BTSは音楽を通して自己愛のメッセージを説いただけでなく、実際の行動にも移しました。2017年にはUnited Nations International Children's Emergency Fundの 韓国委員会(UNICEF)と協力し、"Love Myself"キャンペーンを展開しました。このキャンペーンは子どもや若者に対する暴力の終結を目指し、 自己愛の重要性を啓発するものでした。2021年時点でBTSはこのキャンペーンのために360万ドルを寄付しています。 また、Love YourselfアルバムシリーズやLove Myselfに加え、BTSは手話を "Permission to Dance"の振付に取り入れ、「enjoy」「dance」「peace」といった言葉を表すサインを用いることで、 包摂性へのコミットメントを示しました。
旋律で国々をつなぐ
BTSは文化交流の旅を続け、音楽スタイルを融合させながら国境を超えるハーモニーを生み出してきました。ポップやラップのアイコンから著名なプロデューサーまで、 BTSは多くの非韓国アーティストとコラボレーションを行い、異なる文化間の橋渡しをしてきました。これにより世界中のファンが音楽を通じてつながることが可能になりました。

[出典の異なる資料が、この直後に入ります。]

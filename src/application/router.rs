//! # Command Router
//!
//! Routes incoming messages to the appropriate command handler (in `interface/commands`).
//! It strips the command prefix (e.g., `!postman`) and dispatches with the necessary context.
//! Anything that is not a known command is ignored.

use anyhow::Result;
use std::collections::HashSet;

use crate::application::invocations::InvocationRegistry;
use crate::application::postman::PostmanService;
use crate::domain::config::SystemConfig;
use crate::domain::traits::ChatProvider;
use crate::interface::commands;

pub struct CommandRouter {
    prefix: String,
    ignored_rooms: HashSet<String>,
    max_message_len: usize,
    postman: PostmanService,
    registry: InvocationRegistry,
}

impl CommandRouter {
    pub fn new(
        system: &SystemConfig,
        max_message_len: usize,
        postman: PostmanService,
        registry: InvocationRegistry,
    ) -> Self {
        Self {
            prefix: system.command_prefix.clone(),
            ignored_rooms: system.ignored_rooms.iter().cloned().collect(),
            max_message_len,
            postman,
            registry,
        }
    }

    pub fn registry(&self) -> &InvocationRegistry {
        &self.registry
    }

    /// `invocation_id` identifies the command message so it can be cancelled later.
    pub async fn route<C>(&self, chat: &C, message: &str, sender: &str, invocation_id: &str) -> Result<()>
    where
        C: ChatProvider,
    {
        if self.ignored_rooms.contains(&chat.room_id()) {
            return Ok(());
        }

        let Some(command) = message.trim().strip_prefix(self.prefix.as_str()) else {
            return Ok(());
        };
        let (cmd, args) = match command.split_once(char::is_whitespace) {
            Some((cmd, args)) => (cmd, args.trim()),
            None => (command, ""),
        };
        let cmd = cmd.to_ascii_lowercase();

        // Arguments can carry credentials; only the command name is logged.
        tracing::info!("Router dispatching cmd='{}' sender='{}'", cmd, sender);

        match cmd.as_str() {
            "postman" => {
                commands::postman::handle_postman(
                    &self.postman,
                    &self.registry,
                    chat,
                    args,
                    invocation_id,
                    self.max_message_len,
                )
                .await
            }
            "help" => commands::help::handle_help(chat).await,
            "status" => commands::status::handle_status(&self.postman, &self.registry, chat).await,
            _ => Ok(()),
        }
    }
}
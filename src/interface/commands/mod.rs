//! # Command Handlers
//!
//! Contains specific handler functions for each supported command (`!postman`, `!help`, `!status`).
//! These handlers are invoked by the Router.

pub mod help;
pub mod postman;
pub mod status;
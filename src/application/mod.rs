//! # Application Layer
//!
//! Contains the request engine and the orchestration around it:
//! tokenizing and building requests, dispatching them under the concurrency and retry policy,
//! rendering results, and routing chat commands.

pub mod builder;
pub mod dispatcher;
pub mod invocations;
pub mod limiter;
pub mod postman;
pub mod redact;
pub mod renderer;
pub mod retry;
pub mod router;
pub mod target;
pub mod tokenizer;
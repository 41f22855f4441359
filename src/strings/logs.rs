//! # Log Lines
//!
//! Log message templates for the chat shell. Engine logs stay next to their code.

pub fn config_loaded(path: &str) -> String {
    format!("Loaded configuration from {path}")
}

pub const LOGIN_SUCCESS: &str = "Logged in successfully!";

pub fn setting_display_name(name: &str) -> String {
    format!("Setting display name to: {name}")
}

pub fn set_display_name_fail(err: &str) -> String {
    format!("Failed to set display name: {err}")
}

pub const SYNC_LOOP_START: &str = "Starting sync loop...";

pub fn sync_loop_fail(err: &str) -> String {
    format!("Sync loop failed: {err}")
}

pub fn shutdown(in_flight: usize) -> String {
    format!("Shutting down, cancelling {in_flight} command(s) in flight...")
}

pub fn shutdown_fail(err: &str) -> String {
    format!("Unable to listen for shutdown signal: {err}")
}

pub fn invite_received(room_id: &str) -> String {
    format!("💌 Received invite for room {room_id:?}")
}

pub fn join_invite_fail(err: &str) -> String {
    format!("Failed to join room after invite: {err}")
}

pub const JOIN_INVITE_SUCCESS: &str = "✅ Successfully joined room!";

pub fn invocation_cancelled(event_id: &str) -> String {
    format!("Cancelled command {event_id} after its message was redacted")
}
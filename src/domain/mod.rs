//! # Domain Layer
//!
//! Core definitions, types, and traits that define the business domain of the application.
//! Independent of specific frameworks (mostly), serving as the contract for other layers.

pub mod config;
pub mod errors;
pub mod traits;
pub mod types;
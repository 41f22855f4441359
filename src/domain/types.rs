//! # Domain Types
//!
//! Value objects that flow through the command pipeline:
//! tokens, the validated request descriptor, raw responses and dispatch results.
//! None of these outlive a single command invocation.

use bytes::Bytes;
use indexmap::IndexMap;
use reqwest::Url;
use std::fmt;
use std::time::Duration;

/// Supported request methods.
#[derive(Debug, Clone, Copy, PartialEq, Eq, Hash)]
pub enum Method {
    Get,
    Post,
    Put,
    Delete,
}

impl Method {
    pub const ALL: [Method; 4] = [Method::Get, Method::Post, Method::Put, Method::Delete];

    pub fn parse(raw: &str) -> Option<Self> {
        Self::ALL
            .into_iter()
            .find(|m| m.as_str().eq_ignore_ascii_case(raw))
    }

    pub fn as_str(&self) -> &'static str {
        match self {
            Method::Get => "GET",
            Method::Post => "POST",
            Method::Put => "PUT",
            Method::Delete => "DELETE",
        }
    }

    /// Safe to repeat after a connection-level failure.
    pub fn is_idempotent(&self) -> bool {
        !matches!(self, Method::Post)
    }

    /// Unclassified parameters become body fields instead of query pairs.
    pub fn carries_body(&self) -> bool {
        matches!(self, Method::Post | Method::Put)
    }
}

impl fmt::Display for Method {
    fn fmt(&self, f: &mut fmt::Formatter<'_>) -> fmt::Result {
        f.write_str(self.as_str())
    }
}

/// A `key:value` token split at its first colon.
#[derive(Debug, Clone, PartialEq, Eq)]
pub struct Parameter {
    pub key: String,
    pub value: String,
}

/// One lexical token of a command line.
#[derive(Debug, Clone, PartialEq, Eq)]
pub enum Token {
    Method(String),
    Url(String),
    Parameter(Parameter),
    Flag(String),
}

/// Tokenizer output. The method and URL are guaranteed present.
#[derive(Debug, Clone, PartialEq, Eq)]
pub struct TokenSequence {
    pub method: String,
    pub url: String,
    pub parameters: Vec<Parameter>,
    pub flags: Vec<String>,
}

/// Presentation switches requested with `--` flags.
#[derive(Debug, Clone, Copy, Default, PartialEq, Eq)]
pub struct RenderOptions {
    /// Show the body exactly as received instead of pretty-printing it.
    pub raw: bool,
    /// Show every response header instead of the curated subset.
    pub all_headers: bool,
}

impl RenderOptions {
    pub fn flags(&self) -> Vec<&'static str> {
        let mut flags = Vec::new();
        if self.raw {
            flags.push("--raw");
        }
        if self.all_headers {
            flags.push("--headers");
        }
        flags
    }
}

#[derive(Debug, Clone, PartialEq)]
pub enum RequestBody {
    /// Typed fields, sent as a JSON object in insertion order.
    Fields(IndexMap<String, serde_json::Value>),
    /// Sent verbatim.
    Raw(String),
}

/// A validated, immutable outbound request.
///
/// Only the request builder constructs these; nothing downstream re-validates.
#[derive(Debug, Clone, PartialEq)]
pub struct RequestDescriptor {
    method: Method,
    url: Url,
    query: IndexMap<String, String>,
    headers: IndexMap<String, String>,
    body: Option<RequestBody>,
    options: RenderOptions,
}

impl RequestDescriptor {
    pub(crate) fn new(
        method: Method,
        url: Url,
        query: IndexMap<String, String>,
        headers: IndexMap<String, String>,
        body: Option<RequestBody>,
        options: RenderOptions,
    ) -> Self {
        Self {
            method,
            url,
            query,
            headers,
            body,
            options,
        }
    }

    pub fn method(&self) -> Method {
        self.method
    }

    pub fn url(&self) -> &Url {
        &self.url
    }

    pub fn query(&self) -> &IndexMap<String, String> {
        &self.query
    }

    pub fn headers(&self) -> &IndexMap<String, String> {
        &self.headers
    }

    pub fn body(&self) -> Option<&RequestBody> {
        self.body.as_ref()
    }

    pub fn options(&self) -> RenderOptions {
        self.options
    }

    /// The URL actually requested: the base URL with the query pairs appended.
    pub fn request_url(&self) -> Url {
        let mut url = self.url.clone();
        if !self.query.is_empty() {
            url.query_pairs_mut().extend_pairs(self.query.iter());
        }
        url
    }

    pub fn host(&self) -> &str {
        self.url.host_str().unwrap_or_default()
    }

    /// Re-serializes the descriptor into a command line accepted by the tokenizer.
    pub fn to_command_line(&self) -> String {
        let mut parts = vec![self.method.as_str().to_lowercase(), self.url.to_string()];

        for (key, value) in &self.query {
            parts.push(quote(&format!("{key}:{value}")));
        }
        for (name, value) in &self.headers {
            parts.push(quote(&format!("h:{name}:{value}")));
        }
        match &self.body {
            Some(RequestBody::Raw(raw)) => parts.push(quote(&format!("body:{raw}"))),
            Some(RequestBody::Fields(fields)) => {
                for (key, value) in fields {
                    parts.push(quote(&format!("{key}:{}", literal(value))));
                }
            }
            None => {}
        }
        parts.extend(self.options.flags().into_iter().map(String::from));

        parts.join(" ")
    }
}

fn quote(token: &str) -> String {
    let escaped = token.replace('\\', "\\\\").replace('"', "\\\"");
    format!("\"{escaped}\"")
}

/// Inverse of the builder's value typing: strings that would parse as JSON are re-quoted.
fn literal(value: &serde_json::Value) -> String {
    match value {
        serde_json::Value::String(s) if serde_json::from_str::<serde_json::Value>(s).is_ok() => {
            serde_json::Value::String(s.clone()).to_string()
        }
        serde_json::Value::String(s) => s.clone(),
        other => other.to_string(),
    }
}

/// A response as received by a transport, before rendering.
#[derive(Debug, Clone, PartialEq, Eq)]
pub struct HttpResponse {
    pub status: u16,
    pub headers: Vec<(String, String)>,
    pub body: Bytes,
    /// The body was cut at the transport's hard size cap.
    pub truncated: bool,
}

#[derive(Debug, Clone, Copy, PartialEq, Eq)]
pub enum FailureKind {
    Timeout,
    Network,
    Cancelled,
}

impl fmt::Display for FailureKind {
    fn fmt(&self, f: &mut fmt::Formatter<'_>) -> fmt::Result {
        let s = match self {
            FailureKind::Timeout => "Timeout",
            FailureKind::Network => "Network",
            FailureKind::Cancelled => "Cancelled",
        };
        f.write_str(s)
    }
}

/// Any received HTTP response, regardless of status.
#[derive(Debug, Clone, PartialEq, Eq)]
pub struct ResponseSummary {
    pub status: u16,
    pub headers: Vec<(String, String)>,
    pub body: Bytes,
    pub body_truncated: bool,
    pub elapsed: Duration,
    pub attempts: u32,
    pub options: RenderOptions,
    pub secrets: Vec<String>,
}

#[derive(Debug, Clone, PartialEq, Eq)]
pub struct DispatchFailure {
    pub kind: FailureKind,
    pub detail: String,
    pub attempts: u32,
    pub secrets: Vec<String>,
}

/// Outcome of executing one descriptor; consumed once by the renderer.
#[derive(Debug, Clone, PartialEq, Eq)]
pub enum DispatchResult {
    Success(ResponseSummary),
    Failure(DispatchFailure),
}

2014年のベトナム系オーストラリア人シンガーThanh Buiとのコラボレーションから Nicki Minaj、Halsey、The Chainsmokers、Siaといった西洋アーティストとの共演まで、BTSはジャンルの壁を越えて様々な音楽に果敢に挑んできました。 こうしたコラボレーションは言語の壁を越え、異文化理解を促進する上で大きな役割を果たしています。Lauv、Zara Larsson、Charli XCXのような著名アーティストと組むことで、 BTSは新しいサウンドや言語に挑戦する柔軟さと多才さを示してきました。Lauvをフィーチャーした"Make It Right" やZara Larssonとの"A Brand New Day"などは英語と韓国語の歌詞を融合させています。
写真提供:BTS's Social Media
ソロアーティストとしてもメンバーは様々な国際的スターと共演しています。j-hopeとBecky Gによる"Chicken Noodle Soup"は世界的な話題となり、 韓国語とスペイン語を組み合わせたキャッチーなヒップホップトラックに仕上がりました。最年少のJungkookは、2022年のシングル"Dreamers"で アラブ文化にも触れました(同曲はカタールで開催された2022 FIFAワールドカップのサウンドトラックの一部でした)。BTSのコラボレーションは単なる音楽的融合にとどまらず、 異文化への深い敬意とリスペクトも示しています。
韓国の国宝的存在
BTSは音楽やパフォーマンス、文化的表現を通じて韓国の観光促進に大きく貢献してきました。彼らは風景の美しいロケ地でミュージックビデオを撮影し、韓国の魅力を世界に発信して訪問者を惹きつけています。 伝統的な韓国の要素を楽曲やパフォーマンスに取り入れることで、韓国文化への関心を喚起し、それを実際に体験したいと考える世界中のファンを引きつけました。BBC Radio 5 Liveのインタビューで YouTuberのKorean Billyは、英国の人々が韓国文化に興味を持ち始め、日常的な言い回しに韓国語の単語を取り入れるようになったと語っています。また、2017年には韓国語教室の受講者数が大幅に増加しました。
写真提供:BTS's Social Media
Hyundai Research Instituteによると、訪韓する外国人の約7パーセントが この7人組の影響で韓国を訪れているとされています。多くのファンがグループへの愛情を理由に韓国を訪れたと認めています。あるファンはTwitterにこう書き込みました: 「10年前、BTSがデビューした日、私は韓国を離れて二度と戻らないと誓った(最悪のカルチャーショックだった)」と。しかし「時が経ち2.5年後、BTSのおかげで勇気を出して韓国を再訪した」と。
ツアーを通じても多くの観光客を呼び込んできたほか、グループはSeoulの公的な観光アンバサダーにも任命されました。BTSはSeoul Metropolitan Governmentの公式観光ビデオに 「Face of Seoul」として登場しています。世界中にファンを持つグループとして、BTSは文化交流と相互理解を促進する上で大きな影響を与えてきました。
BTSは音楽が人々をつなげる力を持っていることの証明です。ほぼすべての国に確かなファンベースを持ち、その影響力は音楽の枠を超え、文化外交にまで及んでいます。